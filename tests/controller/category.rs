//! Tests for the category endpoints.

use apotek::{
    model::category::{CategoryPatch, CreateCategoryDto},
    server::controller::category::{
        create_category, delete_category, get_category, update_category,
    },
};
use axum::{
    extract::{Path, State},
    http::StatusCode,
    response::IntoResponse,
    Json,
};

use super::*;

/// Tests creating a category.
///
/// Expected: Ok with 201 CREATED response
#[tokio::test]
async fn creates_category() -> Result<(), TestError> {
    let test = test_setup_with_catalog_tables!()?;

    let body = CreateCategoryDto {
        name: "Vitamin".to_string(),
        description: "Supplements".to_string(),
    };
    let result = create_category(State(test.into_app_state()), Json(body)).await;

    assert!(result.is_ok());
    let resp = result.unwrap().into_response();
    assert_eq!(resp.status(), StatusCode::CREATED);

    Ok(())
}

/// Tests creating a category whose name is already used.
///
/// Expected: Err with 409 CONFLICT response
#[tokio::test]
async fn rejects_duplicate_category() -> Result<(), TestError> {
    let test = test_setup_with_catalog_tables!()?;
    test.catalog().insert_category("Vitamin").await?;

    let body = CreateCategoryDto {
        name: "VITAMIN".to_string(),
        description: String::new(),
    };
    let result = create_category(State(test.into_app_state()), Json(body)).await;

    assert!(result.is_err());
    let resp = result.err().unwrap().into_response();
    assert_eq!(resp.status(), StatusCode::CONFLICT);

    Ok(())
}

/// Tests fetching a category that does not exist.
///
/// Expected: Err with 404 NOT FOUND response
#[tokio::test]
async fn missing_category_is_not_found() -> Result<(), TestError> {
    let test = test_setup_with_catalog_tables!()?;

    let result = get_category(State(test.into_app_state()), Path(42)).await;

    assert!(result.is_err());
    let resp = result.err().unwrap().into_response();
    assert_eq!(resp.status(), StatusCode::NOT_FOUND);

    Ok(())
}

/// Tests renaming a category to a blank name.
///
/// Expected: Err with 400 BAD REQUEST response
#[tokio::test]
async fn rejects_blank_rename() -> Result<(), TestError> {
    let test = test_setup_with_catalog_tables!()?;
    let category = test.catalog().insert_category("Vitamin").await?;

    let patch = CategoryPatch {
        name: Some("  ".to_string()),
        ..Default::default()
    };
    let result = update_category(State(test.into_app_state()), Path(category.id), Json(patch)).await;

    assert!(result.is_err());
    let resp = result.err().unwrap().into_response();
    assert_eq!(resp.status(), StatusCode::BAD_REQUEST);

    Ok(())
}

/// Tests deleting a category linked to a product.
///
/// Expected: Ok with 200 OK response
#[tokio::test]
async fn deletes_linked_category() -> Result<(), TestError> {
    let test = test_setup_with_catalog_tables!()?;
    let product = test.catalog().insert_product("Paracetamol", true).await?;
    let category = test.catalog().insert_category("Demam").await?;
    test.catalog()
        .insert_product_category(product.id, category.id)
        .await?;

    let result = delete_category(State(test.into_app_state()), Path(category.id)).await;

    assert!(result.is_ok());
    let resp = result.unwrap().into_response();
    assert_eq!(resp.status(), StatusCode::OK);

    Ok(())
}
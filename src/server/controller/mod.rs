//! HTTP controller endpoints for the Apotek web API.
//!
//! Thin Axum handlers over the operation services: each one extracts its inputs, calls a
//! single service method and returns the `{data, message}` envelope. Errors are returned
//! as [`Error`](crate::server::error::Error), whose `IntoResponse` picks the status code.
//! Every handler is documented with utoipa for the OpenAPI specification.

pub mod admin;
pub mod category;
pub mod image;
pub mod pharmacy;
pub mod product;
pub mod unit;
pub mod util;
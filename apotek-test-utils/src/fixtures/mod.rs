//! Test fixture modules for database and HTTP mock creation.
//!
//! - `catalog` - Pharmacies, products, units, images, stock, categories and admins
//! - `order` - Orders, order lines, order activity and cart rows
//! - `media` - Mock media store endpoints

pub mod catalog;
pub mod media;
pub mod order;
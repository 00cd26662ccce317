//! Catalog fixture utilities.
//!
//! Inserts catalog rows directly through the entity models, bypassing the services, so
//! tests can start from any state including ones the services would never produce.

pub mod factory;

use chrono::Utc;
use entity::sea_orm_active_enums::{Acquisition, Golongan};
use sea_orm::{ActiveModelTrait, ActiveValue};

use crate::{constant::TEST_CDN_URL, error::TestError, TestContext};

impl TestContext {
    pub fn catalog<'a>(&'a self) -> CatalogFixtures<'a> {
        CatalogFixtures { setup: self }
    }
}

pub struct CatalogFixtures<'a> {
    pub setup: &'a TestContext,
}

impl<'a> CatalogFixtures<'a> {
    /// Insert a live pharmacy, closed and without admins
    pub async fn insert_pharmacy(
        &self,
        name: &str,
        is_main: bool,
    ) -> Result<entity::pharmacy::Model, TestError> {
        let now = Utc::now().naive_utc();

        let pharmacy = entity::pharmacy::ActiveModel {
            name: ActiveValue::Set(name.to_string()),
            description: ActiveValue::Set(format!("{} description", name)),
            picture: ActiveValue::Set(format!("{}/pharmacy/{}.png", TEST_CDN_URL, slug(name))),
            is_open: ActiveValue::Set(false),
            is_main: ActiveValue::Set(is_main),
            detail_location: ActiveValue::Set("Jl. Sudirman No. 1".to_string()),
            lat: ActiveValue::Set(-6.2),
            lng: ActiveValue::Set(106.8),
            created_at: ActiveValue::Set(now),
            updated_at: ActiveValue::Set(now),
            deleted_at: ActiveValue::Set(None),
            ..Default::default()
        };

        Ok(pharmacy.insert(&self.setup.db).await?)
    }

    /// Insert a soft-deleted pharmacy
    pub async fn insert_deleted_pharmacy(
        &self,
        name: &str,
    ) -> Result<entity::pharmacy::Model, TestError> {
        let pharmacy = self.insert_pharmacy(name, false).await?;

        let mut pharmacy_am: entity::pharmacy::ActiveModel = pharmacy.into();
        pharmacy_am.deleted_at = ActiveValue::Set(Some(Utc::now().naive_utc()));

        Ok(pharmacy_am.update(&self.setup.db).await?)
    }

    pub async fn insert_category(&self, name: &str) -> Result<entity::category::Model, TestError> {
        let category = entity::category::ActiveModel {
            name: ActiveValue::Set(name.to_string()),
            description: ActiveValue::Set(format!("{} medicines", name)),
            created_at: ActiveValue::Set(Utc::now().naive_utc()),
            ..Default::default()
        };

        Ok(category.insert(&self.setup.db).await?)
    }

    /// Insert a live over-the-counter product
    pub async fn insert_product(
        &self,
        name: &str,
        published: bool,
    ) -> Result<entity::product::Model, TestError> {
        let now = Utc::now().naive_utc();

        let product = entity::product::ActiveModel {
            name: ActiveValue::Set(name.to_string()),
            name_mims: ActiveValue::Set(name.to_string()),
            slug: ActiveValue::Set(slug(name)),
            golongan: ActiveValue::Set(Golongan::ObatBebas),
            acquisition: ActiveValue::Set(Acquisition::Generik),
            nomor_edar: ActiveValue::Set("DBL0000000000A1".to_string()),
            needs_prescription: ActiveValue::Set(false),
            description: ActiveValue::Set(format!("{} description", name)),
            composition: ActiveValue::Set("Paracetamol 500 mg".to_string()),
            dose: ActiveValue::Set("3 x 1 tablet".to_string()),
            side_effects: ActiveValue::Set("Nausea".to_string()),
            indication: ActiveValue::Set("Fever".to_string()),
            brand: ActiveValue::Set(None),
            published: ActiveValue::Set(published),
            created_at: ActiveValue::Set(now),
            updated_at: ActiveValue::Set(now),
            deleted_at: ActiveValue::Set(None),
            ..Default::default()
        };

        Ok(product.insert(&self.setup.db).await?)
    }

    /// Insert a soft-deleted, published product
    pub async fn insert_deleted_product(
        &self,
        name: &str,
    ) -> Result<entity::product::Model, TestError> {
        let product = self.insert_product(name, true).await?;

        let mut product_am: entity::product::ActiveModel = product.into();
        product_am.deleted_at = ActiveValue::Set(Some(Utc::now().naive_utc()));

        Ok(product_am.update(&self.setup.db).await?)
    }

    pub async fn insert_product_category(
        &self,
        product_id: i32,
        category_id: i32,
    ) -> Result<entity::product_category::Model, TestError> {
        let product_category = entity::product_category::ActiveModel {
            product_id: ActiveValue::Set(product_id),
            category_id: ActiveValue::Set(category_id),
            ..Default::default()
        };

        Ok(product_category.insert(&self.setup.db).await?)
    }

    pub async fn insert_unit(
        &self,
        product_id: i32,
        name: &str,
        is_main: bool,
        ratio_to_main: f64,
    ) -> Result<entity::unit_product::Model, TestError> {
        let now = Utc::now().naive_utc();

        let unit = entity::unit_product::ActiveModel {
            product_id: ActiveValue::Set(product_id),
            name: ActiveValue::Set(name.to_string()),
            is_main: ActiveValue::Set(is_main),
            ratio_to_main: ActiveValue::Set(ratio_to_main),
            weight: ActiveValue::Set(10.0),
            price: ActiveValue::Set(15_000),
            created_at: ActiveValue::Set(now),
            updated_at: ActiveValue::Set(now),
            deleted_at: ActiveValue::Set(None),
            ..Default::default()
        };

        Ok(unit.insert(&self.setup.db).await?)
    }

    pub async fn insert_image(
        &self,
        product_id: i32,
        is_thumbnail: bool,
    ) -> Result<entity::product_image::Model, TestError> {
        let image = entity::product_image::ActiveModel {
            product_id: ActiveValue::Set(product_id),
            image_url: ActiveValue::Set(format!(
                "{}/product/{}/{}.png",
                TEST_CDN_URL,
                product_id,
                Utc::now().timestamp_nanos_opt().unwrap_or_default()
            )),
            is_thumbnail: ActiveValue::Set(is_thumbnail),
            created_at: ActiveValue::Set(Utc::now().naive_utc()),
            ..Default::default()
        };

        Ok(image.insert(&self.setup.db).await?)
    }

    pub async fn insert_stock(
        &self,
        product_id: i32,
        pharmacy_id: i32,
        quantity: i32,
    ) -> Result<entity::stock::Model, TestError> {
        let now = Utc::now().naive_utc();

        let stock = entity::stock::ActiveModel {
            product_id: ActiveValue::Set(product_id),
            pharmacy_id: ActiveValue::Set(pharmacy_id),
            quantity: ActiveValue::Set(quantity),
            created_at: ActiveValue::Set(now),
            updated_at: ActiveValue::Set(now),
            deleted_at: ActiveValue::Set(None),
        };

        Ok(stock.insert(&self.setup.db).await?)
    }

    pub async fn insert_admin(
        &self,
        pharmacy_id: Option<i32>,
    ) -> Result<entity::admin::Model, TestError> {
        let admin = entity::admin::ActiveModel {
            full_name: ActiveValue::Set("Test Admin".to_string()),
            pharmacy_id: ActiveValue::Set(pharmacy_id),
            created_at: ActiveValue::Set(Utc::now().naive_utc()),
            deleted_at: ActiveValue::Set(None),
            ..Default::default()
        };

        Ok(admin.insert(&self.setup.db).await?)
    }

    /// Insert an admin whose account has been deleted
    pub async fn insert_deleted_admin(&self) -> Result<entity::admin::Model, TestError> {
        let admin = self.insert_admin(None).await?;

        let mut admin_am: entity::admin::ActiveModel = admin.into();
        admin_am.deleted_at = ActiveValue::Set(Some(Utc::now().naive_utc()));

        Ok(admin_am.update(&self.setup.db).await?)
    }
}

fn slug(name: &str) -> String {
    name.to_lowercase().replace(' ', "-")
}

......

Copy whichever lines above contain the string "false".

**FINAL ANSWER:**
            is_open: ActiveValue::Set(false),
        let pharmacy = self.insert_pharmacy(name, false).await?;
            needs_prescription: ActiveValue::Set(false),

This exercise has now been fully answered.